The project is a joint venture between Indiana University Libraries and the American Folklore Society, who came together to form an online portal for anyone interested in folklore as a discipline. The website (currently hosted at www.openfolklore.org) is currently undergoing a redesign and, when launched in October, will be the main hub for online folklore-related research.
My contributions to the project have revolved around the Open Access initiative surrounding the mission of Open Folklore. This includes contacting copyright holders of current and past scholarly folklore journals to secure permissions to liberate their academic content through the HathiTrust Digital Library program through the University of Michigan. While that summary only scrapes the surface of Open Folklore, the project is a valuable lesson for the future of academic libraries and subject disciplines. Indiana University chose this project because it has the most highly respected folklore collection in North America. Partnering with the American Folklore Society was a natural fit to take advantage of the consummate strengths of both organizations.

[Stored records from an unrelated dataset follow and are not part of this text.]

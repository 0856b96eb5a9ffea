//! Cross-process queue tests.
//!
//! Uses `fork()` so producer and consumer are distinct OS processes sharing
//! the queue only through `/dev/shm`:
//! - Frames sent by a child arrive whole and in order in the parent
//! - `signal_end` in the parent wakes a child blocked in `receive`

use fams_common::frame::outside::OutsideBatch;
use fams_common::frame::{DecodedFrame, decode};
use fams_shared_memory::{Received, SharedQueue};
use std::time::Duration;

fn child_exit(code: i32) -> ! {
    unsafe { libc::_exit(code) }
}

fn wait_child(pid: libc::pid_t) -> i32 {
    let mut status: libc::c_int = 0;
    unsafe {
        libc::waitpid(pid, &mut status, 0);
    }
    assert!(libc::WIFEXITED(status), "child did not exit normally");
    libc::WEXITSTATUS(status)
}

fn batch(i: usize) -> OutsideBatch {
    OutsideBatch {
        accumulated_time: vec![format!("2024-05-01 10:00:{:02}", i % 60)],
        room_temp: vec![i as f64],
        humidity: vec![50.0],
        atmospheric_pressure: vec![1013.0],
    }
}

/// Test: child process produces frames, parent consumes them.
#[test]
fn cross_process_frames_arrive_in_order() {
    const FRAMES: usize = 200;
    let name = format!("xproc_frames_{}", std::process::id());
    // Small ring so the child hits backpressure.
    let queue = SharedQueue::create(&name, 1024).expect("parent: create queue");

    // Safety: fork() is unsafe but this is a controlled test environment.
    let pid = unsafe { libc::fork() };

    if pid == 0 {
        // ── CHILD PROCESS (producer) ──
        let producer = match SharedQueue::open(&name) {
            Ok(q) => q,
            Err(_) => child_exit(2),
        };
        for i in 0..FRAMES {
            let bytes = match batch(i).encode() {
                Ok(b) => b,
                Err(_) => child_exit(3),
            };
            if producer.send(&bytes).is_err() {
                child_exit(4);
            }
        }
        child_exit(0);
    }

    // ── PARENT PROCESS (consumer) ──
    assert!(pid > 0, "fork failed");

    for i in 0..FRAMES {
        let bytes = match queue.receive_timeout(Duration::from_secs(10)).expect("receive") {
            Some(Received::Message(bytes)) => bytes,
            other => panic!("frame {i}: unexpected {other:?}"),
        };
        match decode(&bytes).expect("decode") {
            DecodedFrame::Outside(frame) => {
                assert_eq!(frame.room_temp().next(), Some(i as f64));
            }
            other => panic!("unexpected category {:?}", other.category()),
        }
    }

    assert_eq!(wait_child(pid), 0);
    assert_eq!(queue.message_count(), 0);
}

/// Test: end-of-stream crosses the process boundary.
#[test]
fn cross_process_signal_end_wakes_child() {
    let name = format!("xproc_end_{}", std::process::id());
    let queue = SharedQueue::create(&name, 4096).expect("parent: create queue");

    let pid = unsafe { libc::fork() };

    if pid == 0 {
        // ── CHILD PROCESS (blocked consumer) ──
        let consumer = match SharedQueue::open(&name) {
            Ok(q) => q,
            Err(_) => child_exit(2),
        };
        match consumer.receive() {
            Ok(Received::EndOfStream) => child_exit(0),
            Ok(Received::Message(_)) => child_exit(3),
            Err(_) => child_exit(4),
        }
    }

    assert!(pid > 0, "fork failed");
    std::thread::sleep(Duration::from_millis(200));
    queue.signal_end().expect("signal_end");

    assert_eq!(wait_child(pid), 0);
    queue.release().expect("release");
}
//! Binary frame codec.
//!
//! A frame carries one sensor batch between processes. It is a fixed header
//! followed by variable-length sections, each section a packed array of
//! numbers or fixed-width text slots.
//!
//! ## Wire format (version 1, little-endian)
//!
//! ```text
//! 0      1        2..4       4 + 8*i          4 + 8*i + 4
//! +-----+---------+----------+----------------+---------------+
//! | tag | version | reserved | offset_i (u32) | count_i (u32) |  ... per section
//! +-----+---------+----------+----------------+---------------+
//! | section 0 elements | section 1 elements | ...
//! ```
//!
//! - `offset_i` is 0 for an empty section, otherwise ≥ the header length.
//! - `f64` elements are 8 bytes, `i32` elements 4 bytes, text elements
//!   are null-padded slots of the section's declared width.
//! - Text longer than `width - 1` bytes is truncated, never rejected.
//!
//! Submodules:
//! - `category`: the exhaustive [`Category`] tag
//! - `layout`: per-category section declarations
//! - `encode` / `view`: the generic encoder and borrowed decoder
//! - one module per category with an owned batch and a typed frame view

pub mod category;
pub mod cistern;
pub mod encode;
pub mod layout;
pub mod nitrification;
pub mod outside;
pub mod sensor;
pub mod text;
pub mod view;
pub mod water_replace;

pub use category::Category;
pub use encode::{SectionData, encode, encoded_len};
pub use layout::{ElementKind, Layout, SectionSpec};
pub use view::{Elements, FrameView, peek_category};

use thiserror::Error;

/// Errors raised by the frame codec.
#[derive(Debug, Clone, PartialEq, Eq, Error)]
pub enum FrameError {
    /// Buffer shorter than the fixed header it claims to carry.
    #[error("Frame truncated: {len} bytes, header needs {needed}")]
    Truncated {
        /// Received length
        len: usize,
        /// Minimum length for the header
        needed: usize,
    },

    /// Tag does not name a known category.
    #[error("Unknown frame category tag {tag}")]
    UnknownCategory {
        /// Raw tag byte
        tag: u8,
    },

    /// Frame written with a different format version.
    #[error("Unsupported frame format version {version}")]
    UnsupportedVersion {
        /// Version byte found
        version: u8,
    },

    /// Typed view requested for a frame of another category.
    #[error("Frame category mismatch: expected {expected}, found {found}")]
    CategoryMismatch {
        /// Category the caller expected
        expected: Category,
        /// Category carried by the frame
        found: Category,
    },

    /// Encoder input does not follow the category layout.
    #[error("Frame layout mismatch for {category}: {reason}")]
    LayoutMismatch {
        /// Category being encoded
        category: Category,
        /// What did not match
        reason: String,
    },

    /// Encoded frame would not be addressable by 32-bit offsets.
    #[error("Frame too large: {len} bytes")]
    TooLarge {
        /// Required length
        len: usize,
    },
}

/// A decoded frame, one variant per known category.
#[derive(Debug, Clone)]
pub enum DecodedFrame<'a> {
    /// Multi-channel port sensor batch.
    Sensor(sensor::SensorFrame<'a>),
    /// Cistern batch.
    Cistern(cistern::CisternFrame<'a>),
    /// Nitrification tank batch.
    Nitrification(nitrification::NitrificationFrame<'a>),
    /// Outdoor batch.
    Outside(outside::OutsideFrame<'a>),
    /// Water-replacement tank batch.
    WaterReplace(water_replace::WaterReplaceFrame<'a>),
}

impl DecodedFrame<'_> {
    /// Category of the decoded frame.
    pub fn category(&self) -> Category {
        match self {
            Self::Sensor(_) => Category::Sensor,
            Self::Cistern(_) => Category::Cistern,
            Self::Nitrification(_) => Category::Nitrification,
            Self::Outside(_) => Category::Outside,
            Self::WaterReplace(_) => Category::WaterReplace,
        }
    }
}

/// Decode a frame into its typed category view.
///
/// The tag is matched exhaustively; an unknown tag is an error, not a cast.
pub fn decode(bytes: &[u8]) -> Result<DecodedFrame<'_>, FrameError> {
    let view = FrameView::parse(bytes)?;
    Ok(match view.category() {
        Category::Sensor => DecodedFrame::Sensor(sensor::SensorFrame::new(view)?),
        Category::Cistern => DecodedFrame::Cistern(cistern::CisternFrame::new(view)?),
        Category::Nitrification => {
            DecodedFrame::Nitrification(nitrification::NitrificationFrame::new(view)?)
        }
        Category::Outside => DecodedFrame::Outside(outside::OutsideFrame::new(view)?),
        Category::WaterReplace => {
            DecodedFrame::WaterReplace(water_replace::WaterReplaceFrame::new(view)?)
        }
    })
}
//! Water-replacement tank frames.

use super::layout::{ElementKind, Layout, SectionSpec};
use super::{Category, Elements, FrameError, FrameView, SectionData, encode};
use crate::consts::TIME_SLOT_LEN;
use serde::{Deserialize, Serialize};

/// Section index of `accumulated_time`.
pub const ACCUMULATED_TIME: usize = 0;
/// Section index of `water_level`.
pub const WATER_LEVEL: usize = 1;
/// Section index of `water_temp`.
pub const WATER_TEMP: usize = 2;

/// Wire layout.
pub const LAYOUT: Layout = Layout {
    category: Category::WaterReplace,
    sections: &[
        SectionSpec::new("accumulated_time", ElementKind::Text(TIME_SLOT_LEN)),
        SectionSpec::new("water_level", ElementKind::F64),
        SectionSpec::new("water_temp", ElementKind::F64),
    ],
};

/// Owned water-replacement batch.
#[derive(Debug, Clone, Default, PartialEq, Serialize, Deserialize)]
pub struct WaterReplaceBatch {
    /// Sample timestamps.
    pub accumulated_time: Vec<String>,
    /// Tank water level.
    pub water_level: Vec<f64>,
    /// Tank water temperature.
    pub water_temp: Vec<f64>,
}

impl WaterReplaceBatch {
    /// Encode as a frame.
    pub fn encode(&self) -> Result<Vec<u8>, FrameError> {
        encode(
            Category::WaterReplace,
            &[
                SectionData::Text(&self.accumulated_time),
                SectionData::F64(&self.water_level),
                SectionData::F64(&self.water_temp),
            ],
        )
    }
}

/// Typed view over a water-replacement frame.
#[derive(Debug, Clone)]
pub struct WaterReplaceFrame<'a> {
    view: FrameView<'a>,
}

impl<'a> WaterReplaceFrame<'a> {
    /// Wrap a parsed view, rejecting any other category.
    pub fn new(view: FrameView<'a>) -> Result<Self, FrameError> {
        if view.category() != Category::WaterReplace {
            return Err(FrameError::CategoryMismatch {
                expected: Category::WaterReplace,
                found: view.category(),
            });
        }
        Ok(Self { view })
    }

    /// Sample timestamps.
    pub fn accumulated_time(&self) -> Elements<'a, &'a str> {
        self.view.texts(ACCUMULATED_TIME)
    }

    /// Tank water level.
    pub fn water_level(&self) -> Elements<'a, f64> {
        self.view.f64s(WATER_LEVEL)
    }

    /// Tank water temperature.
    pub fn water_temp(&self) -> Elements<'a, f64> {
        self.view.f64s(WATER_TEMP)
    }

    /// Copy into an owned batch.
    pub fn to_batch(&self) -> WaterReplaceBatch {
        WaterReplaceBatch {
            accumulated_time: self.accumulated_time().map(str::to_owned).collect(),
            water_level: self.water_level().collect(),
            water_temp: self.water_temp().collect(),
        }
    }
}
//! Practical salinity (PSS-78) from conductivity, temperature and pressure.

/// Conductivity of standard seawater at S = 35, 15 °C, 0 dbar (mS/cm).
pub const STANDARD_CONDUCTIVITY: f64 = 42.914;

const A: [f64; 6] = [0.0080, -0.1692, 25.3851, 14.0941, -7.0261, 2.7081];
const B: [f64; 6] = [0.0005, -0.0056, -0.0066, -0.0375, 0.0636, -0.0144];
const C: [f64; 5] = [0.676_609_7, 2.005_64e-2, 1.104_259e-4, -6.9698e-7, 1.0031e-9];
const D: [f64; 4] = [3.426e-2, 4.464e-4, 4.215e-1, -3.107e-3];
const E: [f64; 3] = [2.070e-5, -6.370e-10, 3.989e-15];
const K: f64 = 0.0162;

/// Ratio between the two temperature scales; sensor temperatures are divided
/// by it before the salinity equation.
pub const TEMPERATURE_SCALE_FACTOR: f64 = 1.00024;

/// Practical salinity of seawater.
///
/// # Arguments
/// * `conductivity` - Conductivity in mS/cm
/// * `temperature` - Temperature in °C (IPTS-68)
/// * `pressure` - Gauge pressure in dbar
///
/// Returns 0 for non-positive conductivity.
pub fn practical_salinity(conductivity: f64, temperature: f64, pressure: f64) -> f64 {
    if conductivity <= 0.0 {
        return 0.0;
    }
    let t = temperature;
    let p = pressure;
    let r = conductivity / STANDARD_CONDUCTIVITY;

    let rt_coeff = C.iter().rev().fold(0.0, |acc, c| acc * t + c);
    let rp = 1.0
        + p * (E[0] + E[1] * p + E[2] * p * p)
            / (1.0 + D[0] * t + D[1] * t * t + (D[2] + D[3] * t) * r);
    let rt = r / (rp * rt_coeff);
    if rt <= 0.0 {
        return 0.0;
    }

    let root = rt.sqrt();
    let series = |coeffs: &[f64; 6]| coeffs.iter().rev().fold(0.0, |acc, c| acc * root + c);
    let dt = t - 15.0;
    series(&A) + dt / (1.0 + K * dt) * series(&B)
}

/// Salinity of a cistern sample at the surface.
///
/// `raw` is the sensor reading and `coefficient` scales it to µS/cm, which is
/// divided by 1000 to give mS/cm. `temperature` is the inflow temperature as
/// measured and is divided by [`TEMPERATURE_SCALE_FACTOR`].
pub fn cistern_salinity(raw: f64, coefficient: f64, temperature: f64) -> f64 {
    practical_salinity(
        raw * coefficient / 1000.0,
        temperature / TEMPERATURE_SCALE_FACTOR,
        0.0,
    )
}

#[cfg(test)]
mod tests {
    use super::*;

    #[test]
    fn test_standard_seawater() {
        let s = practical_salinity(STANDARD_CONDUCTIVITY, 15.0, 0.0);
        assert!((s - 35.0).abs() < 1e-3, "S = {s}");
    }

    #[test]
    fn test_unesco_check_value() {
        // UNESCO 44 check value: R = 1.888091, 40 °C, 10000 dbar -> S = 40.
        let s = practical_salinity(1.888_091 * STANDARD_CONDUCTIVITY, 40.0, 10_000.0);
        assert!((s - 40.0).abs() < 5e-3, "S = {s}");
    }

    #[test]
    fn test_dilute_water() {
        let fresh = practical_salinity(0.5, 20.0, 0.0);
        let brackish = practical_salinity(20.0, 20.0, 0.0);
        assert!(fresh > 0.0 && fresh < 1.0);
        assert!(brackish > fresh && brackish < 35.0);
        assert_eq!(practical_salinity(0.0, 20.0, 0.0), 0.0);
        assert_eq!(practical_salinity(-1.0, 20.0, 0.0), 0.0);
    }

    #[test]
    fn test_cistern_scaling() {
        // 56690 raw * 0.757 / 1000 = 42.914 mS/cm
        let s = cistern_salinity(56_690.0, 0.757, 15.0 * TEMPERATURE_SCALE_FACTOR);
        assert!((s - 35.0).abs() < 1e-2, "S = {s}");
    }

    #[test]
    fn test_cistern_temperature_is_rescaled() {
        let raw = 40_000.0;
        let s = cistern_salinity(raw, 0.757, 25.0);
        let expected = practical_salinity(raw * 0.757 / 1000.0, 25.0 / TEMPERATURE_SCALE_FACTOR, 0.0);
        assert_eq!(s, expected);
        assert_ne!(s, practical_salinity(raw * 0.757 / 1000.0, 25.0, 0.0));
    }
}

Open Folklore has introduced a new model of scholarly collaboration between university libraries and professional/academic societies in which a joint effort is made between staff from both organizations. By utilizing one another’s talents the goals of the project are heightened, the results multiplied. This new model of outreach and collaboration can easily be translated to other universities with varying strengths and ties to scholarly organizations. Imagine, for a moment, the possibilities of projects of this scope. Larger university libraries offer the physical resources and digital infrastructure to support and promote projects like this. Professional societies – like AFS – offer the perfect means for reaching the most influential and highly involved academics in their field. These strengths combine to ensure the success of projects like this. What’s more, projects like this one are valuable for even more than simply a joint promotion of resources and possibilities. They also work to promote cutting edge technology and promote initiatives that are of utmost value to academic libraries. In the case of Open Folklore, this means Open Access – a rapidly growing and evolving principle in the world of libraries and scholarly life."